Windows Components Object Model is an old however widely used technology on Windows Systems. Its Attack surface is vast and can be utilized for various goals which I hope to cover in future articles.

Known Techniques

COM Hijacking

​T1546.015 - Event Triggered Execution: Component Object Model Hijacking
Adversaries may establish persistence by executing malicious content triggered by hijacked references to Component Object Model (COM) objects.

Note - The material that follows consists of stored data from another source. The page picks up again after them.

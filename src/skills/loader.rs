//! 技能清单加载器
//!
//! 启动时从 config/skills/ 目录加载 skill.toml，生成注册项：
//! 声明了 program 的为可执行 ScriptSkill，未声明的为 Declared（缺少执行能力）。
//! 子目录按名称排序加载，保证注册顺序确定。

use std::path::{Path, PathBuf};
use std::sync::Arc;

use serde::{Deserialize, Serialize};

use crate::skills::{ScriptSkill, SkillEntry, SkillHandle};

/// 技能元数据（skill.toml 的 [skill] 段）
#[derive(Debug, Clone, PartialEq, Serialize, Deserialize)]
pub struct SkillMeta {
    pub id: String,
    #[serde(default)]
    pub description: String,
    #[serde(default)]
    pub tags: Vec<String>,
    /// 可执行程序；缺省表示该技能只有声明没有执行能力
    #[serde(default, skip_serializing_if = "Option::is_none")]
    pub program: Option<String>,
    /// 参数模板，支持 {{task}} / {{user_id}} / {{dir}}
    #[serde(default, skip_serializing_if = "Vec::is_empty")]
    pub args: Vec<String>,
}

#[derive(Debug, Clone, Serialize, Deserialize)]
pub struct SkillManifest {
    pub skill: SkillMeta,
}

pub const MANIFEST_FILE: &str = "skill.toml";

/// 技能加载器
pub struct SkillLoader {
    skills_dir: PathBuf,
}

impl SkillLoader {
    pub fn new(skills_dir: impl AsRef<Path>) -> Self {
        Self {
            skills_dir: skills_dir.as_ref().to_path_buf(),
        }
    }

    pub fn skills_dir(&self) -> &Path {
        &self.skills_dir
    }

    /// 加载所有技能清单；目录不存在时返回空
    pub fn load_all(&self) -> anyhow::Result<Vec<SkillEntry>> {
        if !self.skills_dir.exists() {
            return Ok(Vec::new());
        }

        let mut dirs: Vec<PathBuf> = std::fs::read_dir(&self.skills_dir)?
            .flatten()
            .map(|entry| entry.path())
            .filter(|path| path.is_dir())
            .collect();
        dirs.sort();

        let entries: Vec<SkillEntry> = dirs
            .iter()
            .filter_map(|dir| self.load_skill(dir))
            .collect();

        tracing::info!(
            "Loaded {} skill manifests from {}",
            entries.len(),
            self.skills_dir.display()
        );
        Ok(entries)
    }

    fn load_skill(&self, dir: &Path) -> Option<SkillEntry> {
        let manifest_path = dir.join(MANIFEST_FILE);
        if !manifest_path.exists() {
            return None;
        }

        let manifest = match read_manifest(&manifest_path) {
            Ok(m) => m,
            Err(e) => {
                tracing::warn!(path = %manifest_path.display(), "skipping skill manifest: {}", e);
                return None;
            }
        };

        let meta = manifest.skill;
        let id = meta.id.clone();
        let handle = if meta.program.is_some() {
            SkillHandle::Executable(Arc::new(ScriptSkill::new(meta, dir)))
        } else {
            SkillHandle::Declared {
                source: manifest_path,
            }
        };
        Some(SkillEntry { id, handle })
    }
}

pub fn read_manifest(path: &Path) -> anyhow::Result<SkillManifest> {
    let content = std::fs::read_to_string(path)?;
    let manifest: SkillManifest = toml::from_str(&content)?;
    if manifest.skill.id.trim().is_empty() {
        anyhow::bail!("skill id is empty");
    }
    Ok(manifest)
}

COM Elevation of Privilege - UAC Bypass

​T1548.002 - Abuse Elevation Control Mechanism: Bypass User Account Control
Windows programs can elevate privileges or execute some elevated Component Object Model objects without prompting the user through the UAC notification box. An example of this is use of Rundll32 to load a specifically crafted DLL which loads an auto-elevated Component Object Model object and performs a file operation in a protected directory which would typically require elevated access.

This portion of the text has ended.